*** Data shown ***
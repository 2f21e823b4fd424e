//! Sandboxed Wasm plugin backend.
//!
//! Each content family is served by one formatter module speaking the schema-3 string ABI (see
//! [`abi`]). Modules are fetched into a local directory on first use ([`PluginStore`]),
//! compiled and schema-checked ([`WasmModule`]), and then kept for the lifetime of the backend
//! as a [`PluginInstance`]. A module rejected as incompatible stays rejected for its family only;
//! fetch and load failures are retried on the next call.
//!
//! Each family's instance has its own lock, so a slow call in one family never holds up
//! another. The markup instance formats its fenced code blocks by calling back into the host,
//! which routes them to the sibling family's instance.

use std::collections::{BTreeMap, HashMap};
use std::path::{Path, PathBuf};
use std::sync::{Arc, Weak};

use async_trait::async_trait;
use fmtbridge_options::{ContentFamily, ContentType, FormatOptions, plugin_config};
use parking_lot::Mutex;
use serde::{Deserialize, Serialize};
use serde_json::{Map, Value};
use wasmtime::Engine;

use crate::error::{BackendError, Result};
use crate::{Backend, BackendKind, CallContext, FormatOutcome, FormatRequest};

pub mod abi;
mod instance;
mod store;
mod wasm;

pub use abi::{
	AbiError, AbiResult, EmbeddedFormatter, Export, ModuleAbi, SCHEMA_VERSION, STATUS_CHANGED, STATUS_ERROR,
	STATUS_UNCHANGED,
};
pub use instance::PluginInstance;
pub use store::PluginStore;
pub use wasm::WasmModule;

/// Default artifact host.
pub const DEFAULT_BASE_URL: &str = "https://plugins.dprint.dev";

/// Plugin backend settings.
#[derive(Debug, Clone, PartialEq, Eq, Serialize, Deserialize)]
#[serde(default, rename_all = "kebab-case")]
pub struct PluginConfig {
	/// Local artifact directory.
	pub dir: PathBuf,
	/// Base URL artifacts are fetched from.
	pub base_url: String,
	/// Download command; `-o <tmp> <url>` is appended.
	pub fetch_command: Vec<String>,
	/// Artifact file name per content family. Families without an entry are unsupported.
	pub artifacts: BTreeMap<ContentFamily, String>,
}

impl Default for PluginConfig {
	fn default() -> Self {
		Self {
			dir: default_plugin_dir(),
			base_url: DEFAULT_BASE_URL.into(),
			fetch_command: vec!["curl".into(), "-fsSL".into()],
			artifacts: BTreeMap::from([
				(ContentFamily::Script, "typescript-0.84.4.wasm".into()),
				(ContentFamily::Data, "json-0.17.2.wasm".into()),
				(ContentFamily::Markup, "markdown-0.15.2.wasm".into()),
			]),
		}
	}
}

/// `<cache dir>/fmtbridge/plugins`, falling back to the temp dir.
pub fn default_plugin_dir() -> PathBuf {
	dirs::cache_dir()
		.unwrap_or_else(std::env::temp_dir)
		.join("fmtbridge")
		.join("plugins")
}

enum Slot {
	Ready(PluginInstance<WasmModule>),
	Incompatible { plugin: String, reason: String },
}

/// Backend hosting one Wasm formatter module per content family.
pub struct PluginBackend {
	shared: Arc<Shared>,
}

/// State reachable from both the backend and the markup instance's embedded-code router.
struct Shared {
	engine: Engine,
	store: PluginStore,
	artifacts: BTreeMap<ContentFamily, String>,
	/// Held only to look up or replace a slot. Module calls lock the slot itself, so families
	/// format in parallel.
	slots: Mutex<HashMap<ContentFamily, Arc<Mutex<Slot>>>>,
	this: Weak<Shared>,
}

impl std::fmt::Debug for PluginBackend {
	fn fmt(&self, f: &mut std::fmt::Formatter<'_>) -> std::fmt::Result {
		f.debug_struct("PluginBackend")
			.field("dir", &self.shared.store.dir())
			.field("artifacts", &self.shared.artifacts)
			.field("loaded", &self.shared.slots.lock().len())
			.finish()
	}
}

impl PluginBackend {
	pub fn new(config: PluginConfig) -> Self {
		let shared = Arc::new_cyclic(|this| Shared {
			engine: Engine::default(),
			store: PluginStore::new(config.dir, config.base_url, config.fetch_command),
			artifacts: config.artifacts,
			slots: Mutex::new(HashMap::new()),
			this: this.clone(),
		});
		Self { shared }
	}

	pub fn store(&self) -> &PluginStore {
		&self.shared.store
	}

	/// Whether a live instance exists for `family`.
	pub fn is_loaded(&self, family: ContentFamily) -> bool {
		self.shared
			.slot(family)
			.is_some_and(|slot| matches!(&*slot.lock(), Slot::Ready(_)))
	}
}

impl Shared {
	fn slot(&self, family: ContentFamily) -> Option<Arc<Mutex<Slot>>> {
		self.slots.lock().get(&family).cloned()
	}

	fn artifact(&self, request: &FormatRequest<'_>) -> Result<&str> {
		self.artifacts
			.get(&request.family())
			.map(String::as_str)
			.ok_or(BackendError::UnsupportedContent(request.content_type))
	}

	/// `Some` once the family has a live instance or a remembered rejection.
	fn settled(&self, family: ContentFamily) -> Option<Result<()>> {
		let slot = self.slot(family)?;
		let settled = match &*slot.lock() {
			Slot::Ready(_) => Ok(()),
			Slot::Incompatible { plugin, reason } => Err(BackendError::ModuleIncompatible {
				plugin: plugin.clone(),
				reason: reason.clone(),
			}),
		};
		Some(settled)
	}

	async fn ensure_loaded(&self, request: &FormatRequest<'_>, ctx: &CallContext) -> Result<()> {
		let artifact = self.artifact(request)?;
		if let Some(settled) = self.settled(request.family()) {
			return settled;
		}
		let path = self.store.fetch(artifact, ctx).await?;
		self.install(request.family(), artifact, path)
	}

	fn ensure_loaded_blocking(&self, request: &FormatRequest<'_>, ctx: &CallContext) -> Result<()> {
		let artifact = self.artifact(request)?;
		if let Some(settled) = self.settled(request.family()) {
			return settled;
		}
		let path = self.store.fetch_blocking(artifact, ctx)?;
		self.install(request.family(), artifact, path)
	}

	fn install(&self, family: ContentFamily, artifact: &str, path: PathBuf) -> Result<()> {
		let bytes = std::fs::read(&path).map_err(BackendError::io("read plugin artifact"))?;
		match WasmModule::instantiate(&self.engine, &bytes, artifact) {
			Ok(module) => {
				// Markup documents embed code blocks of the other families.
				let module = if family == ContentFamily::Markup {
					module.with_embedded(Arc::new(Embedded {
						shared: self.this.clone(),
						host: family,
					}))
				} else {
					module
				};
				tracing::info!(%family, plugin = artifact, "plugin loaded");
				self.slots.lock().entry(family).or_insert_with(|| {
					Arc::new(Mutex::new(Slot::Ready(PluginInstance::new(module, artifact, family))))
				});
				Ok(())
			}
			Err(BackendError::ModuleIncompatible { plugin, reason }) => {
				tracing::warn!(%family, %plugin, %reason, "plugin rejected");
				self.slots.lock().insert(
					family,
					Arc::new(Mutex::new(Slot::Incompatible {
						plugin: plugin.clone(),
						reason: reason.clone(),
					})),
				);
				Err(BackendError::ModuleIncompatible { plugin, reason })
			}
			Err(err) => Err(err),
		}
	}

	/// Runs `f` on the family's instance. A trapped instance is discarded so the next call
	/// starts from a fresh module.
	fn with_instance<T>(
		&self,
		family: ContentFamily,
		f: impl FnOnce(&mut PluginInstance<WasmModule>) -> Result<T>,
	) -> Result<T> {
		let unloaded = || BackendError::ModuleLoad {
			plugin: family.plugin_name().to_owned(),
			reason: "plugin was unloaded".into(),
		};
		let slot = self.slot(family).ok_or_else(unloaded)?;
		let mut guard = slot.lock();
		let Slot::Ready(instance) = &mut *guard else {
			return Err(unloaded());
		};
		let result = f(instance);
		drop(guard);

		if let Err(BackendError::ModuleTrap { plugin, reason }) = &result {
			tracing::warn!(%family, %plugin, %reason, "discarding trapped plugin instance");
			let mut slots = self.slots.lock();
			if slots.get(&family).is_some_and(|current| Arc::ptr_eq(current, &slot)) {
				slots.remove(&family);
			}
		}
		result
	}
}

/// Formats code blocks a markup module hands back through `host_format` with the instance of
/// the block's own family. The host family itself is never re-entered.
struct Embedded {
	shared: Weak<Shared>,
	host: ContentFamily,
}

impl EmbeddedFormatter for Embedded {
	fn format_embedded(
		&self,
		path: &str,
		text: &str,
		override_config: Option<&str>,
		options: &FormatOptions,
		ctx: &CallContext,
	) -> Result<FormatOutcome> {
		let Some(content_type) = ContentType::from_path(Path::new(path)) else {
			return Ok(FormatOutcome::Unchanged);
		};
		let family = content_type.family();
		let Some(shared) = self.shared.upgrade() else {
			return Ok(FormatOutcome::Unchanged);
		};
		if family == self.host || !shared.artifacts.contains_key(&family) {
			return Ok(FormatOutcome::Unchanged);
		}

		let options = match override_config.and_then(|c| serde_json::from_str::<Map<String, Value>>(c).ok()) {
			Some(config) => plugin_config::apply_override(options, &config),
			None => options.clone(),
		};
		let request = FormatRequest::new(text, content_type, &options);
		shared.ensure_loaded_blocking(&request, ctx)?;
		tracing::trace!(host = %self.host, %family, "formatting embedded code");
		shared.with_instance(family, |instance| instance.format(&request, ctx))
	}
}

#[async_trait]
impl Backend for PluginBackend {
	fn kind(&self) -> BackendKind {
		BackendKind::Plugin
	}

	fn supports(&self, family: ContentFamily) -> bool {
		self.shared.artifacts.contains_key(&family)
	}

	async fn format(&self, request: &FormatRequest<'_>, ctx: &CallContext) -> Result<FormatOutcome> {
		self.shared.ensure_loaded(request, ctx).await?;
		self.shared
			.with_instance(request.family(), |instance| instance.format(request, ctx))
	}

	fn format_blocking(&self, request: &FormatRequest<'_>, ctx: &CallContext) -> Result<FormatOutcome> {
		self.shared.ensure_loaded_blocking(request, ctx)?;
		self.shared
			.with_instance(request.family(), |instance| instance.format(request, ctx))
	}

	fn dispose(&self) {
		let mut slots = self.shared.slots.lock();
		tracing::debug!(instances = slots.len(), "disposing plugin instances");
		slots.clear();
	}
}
*** End of Data shown ***
*** Data shown ***
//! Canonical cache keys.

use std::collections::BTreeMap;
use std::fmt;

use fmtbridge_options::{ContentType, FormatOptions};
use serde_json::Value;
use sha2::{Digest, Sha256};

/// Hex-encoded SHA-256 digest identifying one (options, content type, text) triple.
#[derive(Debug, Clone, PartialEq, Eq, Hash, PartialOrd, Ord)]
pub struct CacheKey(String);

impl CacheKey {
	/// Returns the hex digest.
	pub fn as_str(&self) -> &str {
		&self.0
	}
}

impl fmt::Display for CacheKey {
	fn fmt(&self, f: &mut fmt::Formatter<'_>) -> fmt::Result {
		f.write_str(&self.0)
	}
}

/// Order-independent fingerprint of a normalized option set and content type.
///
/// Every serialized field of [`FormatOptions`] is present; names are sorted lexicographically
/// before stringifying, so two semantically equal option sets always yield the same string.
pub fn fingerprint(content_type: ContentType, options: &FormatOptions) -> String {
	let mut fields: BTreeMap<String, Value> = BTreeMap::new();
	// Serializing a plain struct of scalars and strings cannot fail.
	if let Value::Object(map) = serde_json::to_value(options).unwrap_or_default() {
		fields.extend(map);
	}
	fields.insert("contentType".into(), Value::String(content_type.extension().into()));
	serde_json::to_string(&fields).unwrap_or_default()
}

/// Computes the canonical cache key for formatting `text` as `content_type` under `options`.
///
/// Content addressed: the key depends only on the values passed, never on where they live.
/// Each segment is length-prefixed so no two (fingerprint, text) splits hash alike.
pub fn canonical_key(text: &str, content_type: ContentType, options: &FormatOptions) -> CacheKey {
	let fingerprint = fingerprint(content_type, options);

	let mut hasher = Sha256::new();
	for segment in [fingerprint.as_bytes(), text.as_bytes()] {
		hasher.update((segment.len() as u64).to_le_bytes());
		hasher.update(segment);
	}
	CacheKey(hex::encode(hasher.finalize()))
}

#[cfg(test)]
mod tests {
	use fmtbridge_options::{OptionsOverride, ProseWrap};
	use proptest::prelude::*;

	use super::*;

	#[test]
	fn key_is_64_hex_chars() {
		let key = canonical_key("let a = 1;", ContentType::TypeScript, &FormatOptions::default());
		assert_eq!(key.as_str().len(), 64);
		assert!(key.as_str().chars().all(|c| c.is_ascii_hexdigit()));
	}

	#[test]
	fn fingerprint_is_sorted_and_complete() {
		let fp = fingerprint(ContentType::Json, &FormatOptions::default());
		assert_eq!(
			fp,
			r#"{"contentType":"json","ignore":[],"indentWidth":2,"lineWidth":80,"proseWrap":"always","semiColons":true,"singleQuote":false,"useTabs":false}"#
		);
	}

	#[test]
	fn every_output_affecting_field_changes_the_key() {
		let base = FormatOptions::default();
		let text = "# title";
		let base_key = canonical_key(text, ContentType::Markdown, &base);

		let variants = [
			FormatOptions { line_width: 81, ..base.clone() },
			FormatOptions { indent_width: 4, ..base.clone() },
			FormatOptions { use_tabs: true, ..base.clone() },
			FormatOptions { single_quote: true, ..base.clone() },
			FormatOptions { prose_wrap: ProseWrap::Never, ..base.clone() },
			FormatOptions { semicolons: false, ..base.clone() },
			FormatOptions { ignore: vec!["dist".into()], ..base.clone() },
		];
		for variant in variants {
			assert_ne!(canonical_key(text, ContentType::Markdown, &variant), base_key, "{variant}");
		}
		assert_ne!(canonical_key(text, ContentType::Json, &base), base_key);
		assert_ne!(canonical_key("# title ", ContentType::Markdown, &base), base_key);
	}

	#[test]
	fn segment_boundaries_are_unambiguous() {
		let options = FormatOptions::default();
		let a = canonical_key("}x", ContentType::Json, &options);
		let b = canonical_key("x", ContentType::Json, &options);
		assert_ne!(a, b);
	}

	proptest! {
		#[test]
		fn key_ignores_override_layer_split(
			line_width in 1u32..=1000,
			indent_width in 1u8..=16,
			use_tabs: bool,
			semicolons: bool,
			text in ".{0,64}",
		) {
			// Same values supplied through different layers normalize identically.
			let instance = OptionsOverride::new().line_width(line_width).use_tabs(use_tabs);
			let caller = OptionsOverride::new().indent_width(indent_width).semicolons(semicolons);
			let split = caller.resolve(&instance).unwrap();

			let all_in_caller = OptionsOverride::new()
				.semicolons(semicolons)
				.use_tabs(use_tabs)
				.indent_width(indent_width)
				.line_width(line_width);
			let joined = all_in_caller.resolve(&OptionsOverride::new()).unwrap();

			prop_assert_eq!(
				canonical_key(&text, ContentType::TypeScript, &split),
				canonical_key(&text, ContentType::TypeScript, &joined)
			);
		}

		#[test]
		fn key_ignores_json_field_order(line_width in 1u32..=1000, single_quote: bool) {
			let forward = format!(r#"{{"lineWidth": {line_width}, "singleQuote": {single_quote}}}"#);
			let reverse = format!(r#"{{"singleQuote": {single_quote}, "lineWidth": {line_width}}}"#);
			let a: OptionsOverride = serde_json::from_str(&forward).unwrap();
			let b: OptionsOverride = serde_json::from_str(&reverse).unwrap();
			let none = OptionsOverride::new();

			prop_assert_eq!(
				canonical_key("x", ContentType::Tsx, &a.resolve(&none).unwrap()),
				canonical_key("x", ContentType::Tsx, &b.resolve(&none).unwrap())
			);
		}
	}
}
*** End of Data shown ***
### Exercise
Copy out, from the data above, every line holding the word "await".

### Task result
		let path = self.store.fetch(artifact, ctx).await?;
		self.shared.ensure_loaded(request, ctx).await?;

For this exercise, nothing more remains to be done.